Write out only the tail of the records, beginning at the line containing "hasher.update(secret.as_bytes());" and including the last line, exactly as written.

- _Stored items_:
++++++++++++++++++++

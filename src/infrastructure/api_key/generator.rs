//! API Key generation
//!
//! Generates cryptographically secure API keys and their SHA-256 digests.

use rand::{rngs::OsRng, RngCore};
use sha2::{Digest, Sha256};

use crate::domain::api_key::{DISPLAY_PREFIX_LENGTH, SECRET_BODY_LENGTH, SECRET_PREFIX};

/// Result of generating a new API key
pub struct GeneratedApiKey {
    /// The full secret (only shown once at creation)
    pub secret: String,
    /// Leading characters kept for display
    pub prefix: String,
    /// Hex SHA-256 of the full secret, the only persisted form
    pub hash: String,
}

impl std::fmt::Debug for GeneratedApiKey {
    fn fmt(&self, f: &mut std::fmt::Formatter<'_>) -> std::fmt::Result {
        f.debug_struct("GeneratedApiKey")
            .field("secret", &"[hidden]")
            .field("prefix", &self.prefix)
            .field("hash", &self.hash)
            .finish()
    }
}

/// Generator for secure API keys
#[derive(Debug, Clone, Default)]
pub struct ApiKeyGenerator;

impl ApiKeyGenerator {
    pub fn new() -> Self {
        Self
    }

    /// Generate a new key: fixed prefix + 64 lowercase hex chars (256 random bits)
    pub fn generate(&self) -> GeneratedApiKey {
        let mut random_bytes = [0u8; SECRET_BODY_LENGTH / 2];
        OsRng.fill_bytes(&mut random_bytes);

        let secret = format!("{}{}", SECRET_PREFIX, hex::encode(random_bytes));

        GeneratedApiKey {
            prefix: display_prefix(&secret).to_string(),
            hash: hash_secret(&secret),
            secret,
        }
    }

    /// Verify a presented secret against a stored digest in constant time
    pub fn verify(&self, secret: &str, stored_hash: &str) -> bool {
        constant_time_eq(hash_secret(secret).as_bytes(), stored_hash.as_bytes())
    }
}

/// Hex SHA-256 digest of the whole secret
pub fn hash_secret(secret: &str) -> String {
    let mut hasher = Sha256::new();
    hasher.update(secret.as_bytes());
    hex::encode(hasher.finalize())
}

/// The display prefix of a secret
pub fn display_prefix(secret: &str) -> &str {
    let end = secret
        .char_indices()
        .nth(DISPLAY_PREFIX_LENGTH)
        .map(|(idx, _)| idx)
        .unwrap_or(secret.len());

    &secret[..end]
}

/// Constant-time comparison to prevent timing attacks
fn constant_time_eq(a: &[u8], b: &[u8]) -> bool {
    if a.len() != b.len() {
        return false;
    }

    a.iter().zip(b).fold(0u8, |acc, (x, y)| acc | (x ^ y)) == 0
}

++++++++++++++++++++

- _Solution for this problem_:
    hasher.update(secret.as_bytes());
    hex::encode(hasher.finalize())
}

/// The display prefix of a secret
pub fn display_prefix(secret: &str) -> &str {
    let end = secret
        .char_indices()
        .nth(DISPLAY_PREFIX_LENGTH)
        .map(|(idx, _)| idx)
        .unwrap_or(secret.len());

    &secret[..end]
}

/// Constant-time comparison to prevent timing attacks
fn constant_time_eq(a: &[u8], b: &[u8]) -> bool {
    if a.len() != b.len() {
        return false;
    }

    a.iter().zip(b).fold(0u8, |acc, (x, y)| acc | (x ^ y)) == 0
}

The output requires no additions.